# Random Strings Appearing In Terminal



## SirFixAlot (Sep 7, 2018)

I'm relatively new to BSD and this place so hopefully I'm in the right place.

I've been experiencing a strange issue with BSD. Basically, in the terminal while I'm typing a command or using a simple editor like vi or ee, random strings will suddenly appear in the console or the file editor. It is frustrating because, often one is editing a .conf file and if a random string sneaks in, it jacks up the file if I don't catch it. It's very random and might look like anything ---and sometimes it "sticks" meaning I'll be typing and suddenly the carrot starts running away with random characters, *dddddddsdfsdf~~sfsdekeasdf~ (a fake example.)

Any thoughts on what might be causing this? I've pretty much got a fresh install ---I'm slowly making my way through the os documentation.

Thanks for the help,
SirFixAlot


----------



## leebrown66 (Sep 7, 2018)

If it's not a laptop, the first thing I would try is  different keyboard.  If the problem persists it's probably an internal hardware issue, if it goes away you know it was the old keyboard (dirty contacts/broken).

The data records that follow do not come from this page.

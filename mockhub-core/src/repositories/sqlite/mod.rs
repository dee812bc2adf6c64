pub mod subscriptions;

pub use subscriptions::SqliteSubscriptionRepository;
use std::sync::Arc;
use chrono::{Duration, Utc};
use tracing::info;

use mockhub_common::models::{HubMode, HubSubscriptionRequest, NewSubscription, Subscription, NO_CLIENT_ID};
use mockhub_common::traits::SubscriptionRepository;

use crate::services::validation::{extract_filter, validate_request};
use crate::utils::hub_step;
use crate::Error;

/// Front door for subscribe/unsubscribe requests: validates them and records the result.
/// The handshake with the subscriber happens later, on the scheduler's verification passes.
pub struct SubscriptionService {
    repo: Arc<dyn SubscriptionRepository>,
    verbose: bool,
}

impl SubscriptionService {
    pub fn new(repo: Arc<dyn SubscriptionRepository>) -> Self {
        Self { repo, verbose: false }
    }

    pub fn with_verbose(mut self, verbose: bool) -> Self {
        self.verbose = verbose;
        self
    }

    /// Stores a pending subscription for a valid subscribe request.
    pub async fn add_subscription(
        &self,
        request: &HubSubscriptionRequest,
        client_id: Option<&str>,
    ) -> Result<Subscription, Error> {
        let validated = validate_request(request)?;
        if validated.mode != HubMode::Subscribe {
            return Err(Error::bad_request(format!(
                "hub.mode is '{}', but must be subscribe",
                validated.mode
            )));
        }
        let filter = extract_filter(validated.kind, &validated.topic)?;
        let lease = validated.lease_seconds.unwrap_or_default();

        let new = NewSubscription {
            callback_url: request.callback.clone(),
            secret: request.secret.clone(),
            expires_at: Utc::now() + Duration::seconds(lease),
            created_by_client_id: client_id.unwrap_or(NO_CLIENT_ID).to_string(),
            filter,
        };
        let sub = self.repo.create_subscription(&new).await?;
        info!(
            id = sub.id,
            callback = %sub.callback_url,
            topic = %validated.topic,
            "Subscription pending verification"
        );
        Ok(sub)
    }

    /// Queues the callback's subscription for the unsubscribe handshake.
    pub async fn remove_subscription(&self, callback_url: &str) -> Result<(), Error> {
        if self.repo.queue_for_removal(callback_url).await? {
            info!(callback = %callback_url, "Subscription queued for removal");
            Ok(())
        } else {
            Err(Error::NotFound(format!("No subscription for callback {}", callback_url)))
        }
    }

    /// Dispatches on `hub.mode`. Unsubscribes only pass the generic checks.
    pub async fn handle_request(
        &self,
        request: &HubSubscriptionRequest,
        client_id: Option<&str>,
    ) -> Result<HubMode, Error> {
        let validated = validate_request(request)?;
        hub_step!(self.verbose, mode = %validated.mode, callback = %request.callback, "Hub request accepted for processing");
        match validated.mode {
            HubMode::Subscribe => {
                self.add_subscription(request, client_id).await?;
            }
            HubMode::Unsubscribe => {
                self.remove_subscription(&request.callback).await?;
            }
        }
        Ok(validated.mode)
    }
}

If it is a laptop, try a livecd of another OS.  If the problem persists it's your hardware, if it goes away then it's a FreeBSD issue.


----------



## SirFixAlot (Sep 7, 2018)

I plugged in a new keyboard and so far so good, no random characters appearing in the terminal/editors...  here's hoping it stays that way, fingers-crossed and knock-on-wood. Thanks for your help that was just killing me.


----------



## leebrown66 (Sep 7, 2018)

SirFixAlot said:


> fingers-crossed and knock-on-wood


That might be your problem right there  
I'm glad to be of some help.


----------